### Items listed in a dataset
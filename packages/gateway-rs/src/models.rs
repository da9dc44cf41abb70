use serde::{Deserialize, Serialize};

#[derive(Debug, Serialize)]
pub struct ConnectRequest<'a> {
    pub api_id: i32,
    pub api_hash: &'a str,
}

#[derive(Debug, Serialize)]
pub struct ReconnectRequest<'a> {
    pub api_id: i32,
    pub api_hash: &'a str,
    pub session_string: &'a str,
}

#[derive(Debug, Clone, Deserialize)]
pub struct ConnectResponse {
    pub connection_id: String,
}

#[derive(Debug, Serialize)]
pub struct SendCodeRequest<'a> {
    pub phone_number: &'a str,
}

/// Returned by the gateway once the platform has dispatched a login code.
#[derive(Debug, Clone, Deserialize)]
pub struct SentCode {
    pub phone_code_hash: String,
    /// Delivery channel reported by the platform ("app", "sms", "call", ...).
    #[serde(default)]
    pub delivery: Option<String>,
    /// Seconds until the platform allows asking for the code again.
    #[serde(default)]
    pub timeout: Option<u32>,
}

#[derive(Debug, Serialize)]
pub struct SignInRequest<'a> {
    pub phone_number: &'a str,
    pub phone_code_hash: &'a str,
    pub code: &'a str,
}

#[derive(Debug, Serialize)]
pub struct PasswordRequest<'a> {
    pub password: &'a str,
}

/// Account the connection is now authorized as.
#[derive(Debug, Clone, Deserialize)]
pub struct Authorization {
    pub user_id: i64,
    #[serde(default)]
    pub phone_number: Option<String>,
    #[serde(default)]
    pub username: Option<String>,
}

/// A login code the platform sent to an authorized account.
#[derive(Debug, Clone, Deserialize)]
pub struct LoginCodeMessage {
    pub code: String,
}

#[derive(Debug, Clone, Deserialize)]
pub struct ExportedSession {
    pub session_string: String,
}

/// Error body the gateway sends with every non-2xx status.
#[derive(Debug, Clone, Deserialize)]
pub struct ErrorBody {
    pub error: String,
    #[serde(default)]
    pub message: Option<String>,
}

#[derive(Debug, Serialize)]
pub struct SendMessageRequest<'a> {
    pub chat_id: i64,
    pub text: &'a str,
}

#[derive(Debug, Deserialize)]
pub struct BotApiResponse {
    pub ok: bool,
    #[serde(default)]
    pub description: Option<String>,
}
//! Drive one event through an attempt

use chrono::{DateTime, Utc};
use tracing::info;

use crate::domains::auth::effects::LoginEffect;
use crate::domains::auth::errors::LoginError;
use crate::domains::auth::events::LoginEvent;
use crate::domains::auth::machines::{LoginMachine, Step};
use crate::domains::auth::models::Attempt;

/// Result of advancing an attempt by one event
#[derive(Debug)]
pub struct Advanced {
    pub step: Step,
    /// Set when the login completed but the second factor could not be removed.
    pub security_warning: Option<String>,
}

/// Decide, execute, apply.
///
/// A rejected event leaves the attempt untouched. Once the attempt is
/// terminal its connection has been released, whatever the outcome was.
/// Activity is stamped when the transport answers, so a slow platform call
/// does not eat into the user's idle allowance.
pub async fn advance(
    machine: &LoginMachine,
    effect: &LoginEffect,
    attempt: &mut Attempt,
    event: LoginEvent,
    relax_security: bool,
    now: DateTime<Utc>,
) -> Result<Advanced, LoginError> {
    let command = machine.decide(attempt, &event)?;
    machine.prepare(attempt, &command, now);

    let outcome = effect.execute(command, attempt).await;
    let step = machine.apply(attempt, outcome, Utc::now().max(now));

    let mut security_warning = None;
    if let Step::Completed { .. } = step {
        info!(attempt_id = %attempt.id, user_id = %attempt.user_id, "Login completed");
        if relax_security {
            security_warning = effect.relax_security(attempt).await;
        }
    }

    if attempt.state().is_terminal() {
        attempt.take_password();
        if let Some(connection) = attempt.take_connection() {
            connection.release().await;
        }
    }

    Ok(Advanced {
        step,
        security_warning,
    })
}
// Common test utilities

pub mod harness;

pub use harness::*;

### WHAT TO WORK ON
Your task is to quote the lines above, beginning with the first and ending with the one that holds "pub struct ExportedSession".

### SOLUTION TO THIS PROBLEM
filename packages/gateway-rs/src/models.rs
repository da9dc44cf41abb70
use serde::{Deserialize, Serialize};

#[derive(Debug, Serialize)]
pub struct ConnectRequest<'a> {
    pub api_id: i32,
    pub api_hash: &'a str,
}

#[derive(Debug, Serialize)]
pub struct ReconnectRequest<'a> {
    pub api_id: i32,
    pub api_hash: &'a str,
    pub session_string: &'a str,
}

#[derive(Debug, Clone, Deserialize)]
pub struct ConnectResponse {
    pub connection_id: String,
}

#[derive(Debug, Serialize)]
pub struct SendCodeRequest<'a> {
    pub phone_number: &'a str,
}

/// Returned by the gateway once the platform has dispatched a login code.
#[derive(Debug, Clone, Deserialize)]
pub struct SentCode {
    pub phone_code_hash: String,
    /// Delivery channel reported by the platform ("app", "sms", "call", ...).
    #[serde(default)]
    pub delivery: Option<String>,
    /// Seconds until the platform allows asking for the code again.
    #[serde(default)]
    pub timeout: Option<u32>,
}

#[derive(Debug, Serialize)]
pub struct SignInRequest<'a> {
    pub phone_number: &'a str,
    pub phone_code_hash: &'a str,
    pub code: &'a str,
}

#[derive(Debug, Serialize)]
pub struct PasswordRequest<'a> {
    pub password: &'a str,
}

/// Account the connection is now authorized as.
#[derive(Debug, Clone, Deserialize)]
pub struct Authorization {
    pub user_id: i64,
    #[serde(default)]
    pub phone_number: Option<String>,
    #[serde(default)]
    pub username: Option<String>,
}

/// A login code the platform sent to an authorized account.
#[derive(Debug, Clone, Deserialize)]
pub struct LoginCodeMessage {
    pub code: String,
}

#[derive(Debug, Clone, Deserialize)]
pub struct ExportedSession {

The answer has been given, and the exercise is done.